Instructions to follow: Filter this material down to the lines that contain the string "hasNextPage", and return those lines.

Data under study:
"""

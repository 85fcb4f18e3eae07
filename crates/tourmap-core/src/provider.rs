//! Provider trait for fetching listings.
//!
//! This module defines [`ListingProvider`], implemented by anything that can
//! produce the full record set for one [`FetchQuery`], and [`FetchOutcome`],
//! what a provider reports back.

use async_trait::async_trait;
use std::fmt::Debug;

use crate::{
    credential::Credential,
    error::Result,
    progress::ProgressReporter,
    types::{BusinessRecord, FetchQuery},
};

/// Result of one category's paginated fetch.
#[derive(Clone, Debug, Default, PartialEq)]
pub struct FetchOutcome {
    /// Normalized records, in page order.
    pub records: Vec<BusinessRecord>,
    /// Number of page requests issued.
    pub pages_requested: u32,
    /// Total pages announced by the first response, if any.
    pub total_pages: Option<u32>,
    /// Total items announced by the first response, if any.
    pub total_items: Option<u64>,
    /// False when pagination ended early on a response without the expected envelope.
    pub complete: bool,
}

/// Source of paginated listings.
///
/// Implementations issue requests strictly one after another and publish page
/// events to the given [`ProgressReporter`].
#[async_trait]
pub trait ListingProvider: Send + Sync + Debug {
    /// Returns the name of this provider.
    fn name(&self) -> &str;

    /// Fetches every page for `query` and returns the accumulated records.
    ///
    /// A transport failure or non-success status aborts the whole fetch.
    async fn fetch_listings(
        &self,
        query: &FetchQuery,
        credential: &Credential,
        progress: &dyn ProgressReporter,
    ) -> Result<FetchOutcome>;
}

"""
"""

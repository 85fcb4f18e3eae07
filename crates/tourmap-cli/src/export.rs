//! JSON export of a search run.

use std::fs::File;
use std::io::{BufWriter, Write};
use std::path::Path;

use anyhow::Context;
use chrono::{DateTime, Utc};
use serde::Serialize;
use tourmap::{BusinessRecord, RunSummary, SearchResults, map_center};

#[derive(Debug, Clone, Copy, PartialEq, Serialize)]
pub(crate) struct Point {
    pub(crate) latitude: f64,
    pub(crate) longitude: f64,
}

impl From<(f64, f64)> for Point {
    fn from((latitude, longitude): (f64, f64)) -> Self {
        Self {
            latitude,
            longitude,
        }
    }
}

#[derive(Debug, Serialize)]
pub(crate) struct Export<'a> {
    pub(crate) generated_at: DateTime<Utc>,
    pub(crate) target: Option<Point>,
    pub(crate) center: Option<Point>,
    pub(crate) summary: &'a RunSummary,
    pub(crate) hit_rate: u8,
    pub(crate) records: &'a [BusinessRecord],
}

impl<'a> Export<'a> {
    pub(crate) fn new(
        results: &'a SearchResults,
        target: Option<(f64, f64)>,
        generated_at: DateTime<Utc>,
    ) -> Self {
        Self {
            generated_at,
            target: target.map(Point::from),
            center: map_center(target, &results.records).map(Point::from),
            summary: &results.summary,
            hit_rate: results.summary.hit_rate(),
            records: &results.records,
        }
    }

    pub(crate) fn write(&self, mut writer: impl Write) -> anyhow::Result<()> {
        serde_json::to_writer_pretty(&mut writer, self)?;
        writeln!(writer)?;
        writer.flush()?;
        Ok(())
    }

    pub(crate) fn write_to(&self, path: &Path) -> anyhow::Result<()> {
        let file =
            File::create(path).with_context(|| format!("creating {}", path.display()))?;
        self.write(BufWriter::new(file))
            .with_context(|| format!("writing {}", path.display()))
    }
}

"""
"""

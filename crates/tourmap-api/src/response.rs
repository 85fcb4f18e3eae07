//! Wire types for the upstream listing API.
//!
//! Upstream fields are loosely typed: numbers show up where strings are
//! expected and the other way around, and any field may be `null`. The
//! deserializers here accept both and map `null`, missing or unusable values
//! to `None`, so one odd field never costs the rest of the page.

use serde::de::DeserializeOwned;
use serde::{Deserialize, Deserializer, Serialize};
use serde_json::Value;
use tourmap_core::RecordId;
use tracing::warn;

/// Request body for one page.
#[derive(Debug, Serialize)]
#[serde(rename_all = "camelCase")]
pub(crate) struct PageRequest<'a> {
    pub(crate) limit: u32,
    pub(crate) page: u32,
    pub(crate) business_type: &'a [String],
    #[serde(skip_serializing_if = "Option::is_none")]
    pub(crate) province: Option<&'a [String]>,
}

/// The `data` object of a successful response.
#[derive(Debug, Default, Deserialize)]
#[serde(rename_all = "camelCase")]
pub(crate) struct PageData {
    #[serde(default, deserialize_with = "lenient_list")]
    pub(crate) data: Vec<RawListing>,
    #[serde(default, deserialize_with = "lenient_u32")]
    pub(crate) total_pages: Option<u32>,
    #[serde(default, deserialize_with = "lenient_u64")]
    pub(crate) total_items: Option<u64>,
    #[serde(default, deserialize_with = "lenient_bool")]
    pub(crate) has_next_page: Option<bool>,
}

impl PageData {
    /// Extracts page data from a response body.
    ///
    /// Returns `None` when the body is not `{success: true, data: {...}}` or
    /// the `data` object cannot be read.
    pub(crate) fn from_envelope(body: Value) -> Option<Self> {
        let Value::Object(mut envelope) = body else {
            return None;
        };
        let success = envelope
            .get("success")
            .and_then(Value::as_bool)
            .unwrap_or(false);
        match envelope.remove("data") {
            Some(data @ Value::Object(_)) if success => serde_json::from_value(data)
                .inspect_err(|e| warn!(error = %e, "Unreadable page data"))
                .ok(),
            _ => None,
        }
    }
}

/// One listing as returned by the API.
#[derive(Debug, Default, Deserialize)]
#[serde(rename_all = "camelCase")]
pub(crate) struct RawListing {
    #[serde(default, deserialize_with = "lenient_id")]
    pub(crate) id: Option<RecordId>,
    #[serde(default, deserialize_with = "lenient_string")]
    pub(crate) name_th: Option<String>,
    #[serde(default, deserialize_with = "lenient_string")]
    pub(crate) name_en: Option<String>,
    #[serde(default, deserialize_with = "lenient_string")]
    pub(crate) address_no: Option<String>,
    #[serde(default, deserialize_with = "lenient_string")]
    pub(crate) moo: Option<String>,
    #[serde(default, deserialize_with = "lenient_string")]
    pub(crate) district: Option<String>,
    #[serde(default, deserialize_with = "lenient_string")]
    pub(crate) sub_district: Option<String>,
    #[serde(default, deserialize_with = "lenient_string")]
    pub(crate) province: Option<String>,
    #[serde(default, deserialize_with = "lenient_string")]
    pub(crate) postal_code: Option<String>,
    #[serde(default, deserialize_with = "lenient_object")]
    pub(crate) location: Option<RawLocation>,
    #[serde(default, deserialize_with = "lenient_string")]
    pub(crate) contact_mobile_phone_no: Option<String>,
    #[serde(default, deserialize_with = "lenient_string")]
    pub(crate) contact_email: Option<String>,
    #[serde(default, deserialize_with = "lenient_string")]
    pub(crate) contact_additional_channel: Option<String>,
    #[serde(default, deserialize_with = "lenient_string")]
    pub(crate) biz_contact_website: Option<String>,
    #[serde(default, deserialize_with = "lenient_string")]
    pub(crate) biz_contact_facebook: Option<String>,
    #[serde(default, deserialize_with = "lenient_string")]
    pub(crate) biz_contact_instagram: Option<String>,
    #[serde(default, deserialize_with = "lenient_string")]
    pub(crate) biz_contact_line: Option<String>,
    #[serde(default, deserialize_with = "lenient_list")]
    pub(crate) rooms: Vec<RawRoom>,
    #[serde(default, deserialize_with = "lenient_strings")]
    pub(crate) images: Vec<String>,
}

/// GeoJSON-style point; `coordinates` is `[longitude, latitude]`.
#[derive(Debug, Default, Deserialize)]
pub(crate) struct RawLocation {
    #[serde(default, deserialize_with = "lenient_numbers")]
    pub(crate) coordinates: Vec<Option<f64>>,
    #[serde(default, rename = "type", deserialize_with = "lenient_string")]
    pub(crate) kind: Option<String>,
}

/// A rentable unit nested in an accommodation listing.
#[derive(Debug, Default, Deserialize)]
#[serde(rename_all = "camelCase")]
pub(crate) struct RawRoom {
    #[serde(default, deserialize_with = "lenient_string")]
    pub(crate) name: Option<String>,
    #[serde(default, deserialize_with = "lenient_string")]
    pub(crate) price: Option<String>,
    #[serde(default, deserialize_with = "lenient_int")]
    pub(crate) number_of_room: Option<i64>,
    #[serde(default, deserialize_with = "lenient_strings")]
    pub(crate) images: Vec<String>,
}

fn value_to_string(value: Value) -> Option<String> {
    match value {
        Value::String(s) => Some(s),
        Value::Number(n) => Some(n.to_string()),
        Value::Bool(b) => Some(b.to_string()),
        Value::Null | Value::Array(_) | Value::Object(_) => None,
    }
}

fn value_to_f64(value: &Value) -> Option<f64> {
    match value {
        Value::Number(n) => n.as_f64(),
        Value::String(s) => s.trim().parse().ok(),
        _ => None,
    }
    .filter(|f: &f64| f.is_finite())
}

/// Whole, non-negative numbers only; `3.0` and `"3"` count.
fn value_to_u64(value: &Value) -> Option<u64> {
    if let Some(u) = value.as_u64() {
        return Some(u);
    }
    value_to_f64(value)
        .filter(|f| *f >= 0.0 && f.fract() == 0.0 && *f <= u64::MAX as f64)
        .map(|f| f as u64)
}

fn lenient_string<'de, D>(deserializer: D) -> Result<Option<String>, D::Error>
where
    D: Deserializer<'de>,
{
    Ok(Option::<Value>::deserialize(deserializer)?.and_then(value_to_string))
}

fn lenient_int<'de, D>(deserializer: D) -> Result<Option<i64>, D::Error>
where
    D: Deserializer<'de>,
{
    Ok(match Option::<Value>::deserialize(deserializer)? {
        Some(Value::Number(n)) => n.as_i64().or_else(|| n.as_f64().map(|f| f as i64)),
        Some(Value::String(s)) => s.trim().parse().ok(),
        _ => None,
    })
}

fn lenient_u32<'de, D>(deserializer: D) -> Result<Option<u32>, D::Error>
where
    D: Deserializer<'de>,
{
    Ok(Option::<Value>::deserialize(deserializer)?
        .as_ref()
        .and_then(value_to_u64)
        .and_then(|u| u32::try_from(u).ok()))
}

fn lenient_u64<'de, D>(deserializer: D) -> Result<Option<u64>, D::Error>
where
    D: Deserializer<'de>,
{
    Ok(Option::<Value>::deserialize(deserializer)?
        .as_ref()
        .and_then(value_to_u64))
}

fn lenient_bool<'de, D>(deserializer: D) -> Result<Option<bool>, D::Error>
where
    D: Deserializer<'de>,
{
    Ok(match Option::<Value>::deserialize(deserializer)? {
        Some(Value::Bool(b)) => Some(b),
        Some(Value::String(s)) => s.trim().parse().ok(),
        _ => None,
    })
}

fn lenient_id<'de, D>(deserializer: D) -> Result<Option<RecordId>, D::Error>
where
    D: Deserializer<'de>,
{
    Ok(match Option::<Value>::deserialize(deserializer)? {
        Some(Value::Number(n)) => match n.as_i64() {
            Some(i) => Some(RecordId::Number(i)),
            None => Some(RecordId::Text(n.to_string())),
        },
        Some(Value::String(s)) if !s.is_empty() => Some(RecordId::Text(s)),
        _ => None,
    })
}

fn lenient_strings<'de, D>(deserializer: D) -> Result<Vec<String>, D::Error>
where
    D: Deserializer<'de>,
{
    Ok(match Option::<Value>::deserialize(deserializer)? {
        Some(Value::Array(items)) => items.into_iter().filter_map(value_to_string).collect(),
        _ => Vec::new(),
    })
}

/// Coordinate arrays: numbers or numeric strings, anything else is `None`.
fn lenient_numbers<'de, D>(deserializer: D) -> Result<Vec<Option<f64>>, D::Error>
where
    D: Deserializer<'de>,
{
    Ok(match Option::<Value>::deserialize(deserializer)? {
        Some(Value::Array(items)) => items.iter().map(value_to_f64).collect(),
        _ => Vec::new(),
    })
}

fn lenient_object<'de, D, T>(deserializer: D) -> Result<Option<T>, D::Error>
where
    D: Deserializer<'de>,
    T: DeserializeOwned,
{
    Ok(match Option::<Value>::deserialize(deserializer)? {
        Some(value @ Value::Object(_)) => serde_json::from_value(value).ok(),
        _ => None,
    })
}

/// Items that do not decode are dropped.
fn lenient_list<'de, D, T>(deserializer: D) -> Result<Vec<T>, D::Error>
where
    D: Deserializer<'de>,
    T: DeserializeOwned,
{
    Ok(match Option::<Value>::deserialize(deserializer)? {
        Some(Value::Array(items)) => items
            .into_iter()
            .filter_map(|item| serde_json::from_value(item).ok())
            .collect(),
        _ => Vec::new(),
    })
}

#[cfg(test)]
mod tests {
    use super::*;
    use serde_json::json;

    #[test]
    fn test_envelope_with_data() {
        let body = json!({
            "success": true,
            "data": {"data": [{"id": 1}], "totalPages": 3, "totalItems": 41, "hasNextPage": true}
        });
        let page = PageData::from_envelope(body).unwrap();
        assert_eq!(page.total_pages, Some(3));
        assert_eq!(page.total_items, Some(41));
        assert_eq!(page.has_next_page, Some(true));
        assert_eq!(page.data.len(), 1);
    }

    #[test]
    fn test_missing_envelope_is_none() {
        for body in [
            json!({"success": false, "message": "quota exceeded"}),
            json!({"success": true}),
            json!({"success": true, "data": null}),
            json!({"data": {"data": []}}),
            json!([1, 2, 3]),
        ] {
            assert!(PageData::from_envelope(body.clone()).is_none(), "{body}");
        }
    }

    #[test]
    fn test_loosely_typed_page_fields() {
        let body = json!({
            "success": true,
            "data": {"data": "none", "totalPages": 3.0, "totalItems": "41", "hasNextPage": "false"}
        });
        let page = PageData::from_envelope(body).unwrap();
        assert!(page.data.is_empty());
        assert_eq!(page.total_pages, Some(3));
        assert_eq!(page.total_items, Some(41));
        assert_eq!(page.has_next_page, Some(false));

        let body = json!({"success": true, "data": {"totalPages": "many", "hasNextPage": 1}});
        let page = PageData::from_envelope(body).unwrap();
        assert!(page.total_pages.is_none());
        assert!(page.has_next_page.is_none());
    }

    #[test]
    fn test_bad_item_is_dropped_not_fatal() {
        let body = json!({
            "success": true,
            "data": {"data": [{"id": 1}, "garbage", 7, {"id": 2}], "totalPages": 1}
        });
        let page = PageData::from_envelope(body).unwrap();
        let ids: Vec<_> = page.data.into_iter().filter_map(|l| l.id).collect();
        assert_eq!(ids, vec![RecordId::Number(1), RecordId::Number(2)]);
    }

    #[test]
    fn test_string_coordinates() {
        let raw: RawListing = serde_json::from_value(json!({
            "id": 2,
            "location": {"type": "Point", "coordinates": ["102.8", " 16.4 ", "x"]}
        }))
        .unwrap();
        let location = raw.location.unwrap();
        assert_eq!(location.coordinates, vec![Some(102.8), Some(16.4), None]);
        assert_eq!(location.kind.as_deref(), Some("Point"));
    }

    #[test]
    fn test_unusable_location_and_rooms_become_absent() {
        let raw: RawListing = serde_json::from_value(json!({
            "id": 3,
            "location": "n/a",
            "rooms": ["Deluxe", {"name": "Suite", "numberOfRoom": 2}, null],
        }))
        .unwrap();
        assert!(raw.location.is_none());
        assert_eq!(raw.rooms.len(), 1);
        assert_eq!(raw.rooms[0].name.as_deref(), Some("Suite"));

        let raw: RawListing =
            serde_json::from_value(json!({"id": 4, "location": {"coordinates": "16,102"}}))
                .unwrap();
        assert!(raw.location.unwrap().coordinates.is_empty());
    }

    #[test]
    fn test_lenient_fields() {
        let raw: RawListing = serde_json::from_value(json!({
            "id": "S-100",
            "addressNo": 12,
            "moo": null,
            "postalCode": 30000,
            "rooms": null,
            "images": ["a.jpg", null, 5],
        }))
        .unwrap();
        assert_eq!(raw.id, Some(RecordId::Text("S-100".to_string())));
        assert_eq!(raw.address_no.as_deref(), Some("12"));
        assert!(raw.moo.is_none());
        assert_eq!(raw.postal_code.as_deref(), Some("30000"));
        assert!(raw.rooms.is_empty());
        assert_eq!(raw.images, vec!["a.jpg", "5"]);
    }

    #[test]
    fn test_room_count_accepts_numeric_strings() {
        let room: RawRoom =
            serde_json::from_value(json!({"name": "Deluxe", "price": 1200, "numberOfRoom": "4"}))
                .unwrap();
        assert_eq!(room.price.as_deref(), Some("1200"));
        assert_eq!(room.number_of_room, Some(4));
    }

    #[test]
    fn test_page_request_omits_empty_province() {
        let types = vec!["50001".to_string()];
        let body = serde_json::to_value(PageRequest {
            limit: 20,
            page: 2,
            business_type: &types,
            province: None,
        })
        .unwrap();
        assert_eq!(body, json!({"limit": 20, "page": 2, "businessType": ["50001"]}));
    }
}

"""

Response box:
            "data": {"data": [{"id": 1}], "totalPages": 3, "totalItems": 41, "hasNextPage": true}
            "data": {"data": "none", "totalPages": 3.0, "totalItems": "41", "hasNextPage": "false"}
        let body = json!({"success": true, "data": {"totalPages": "many", "hasNextPage": 1}});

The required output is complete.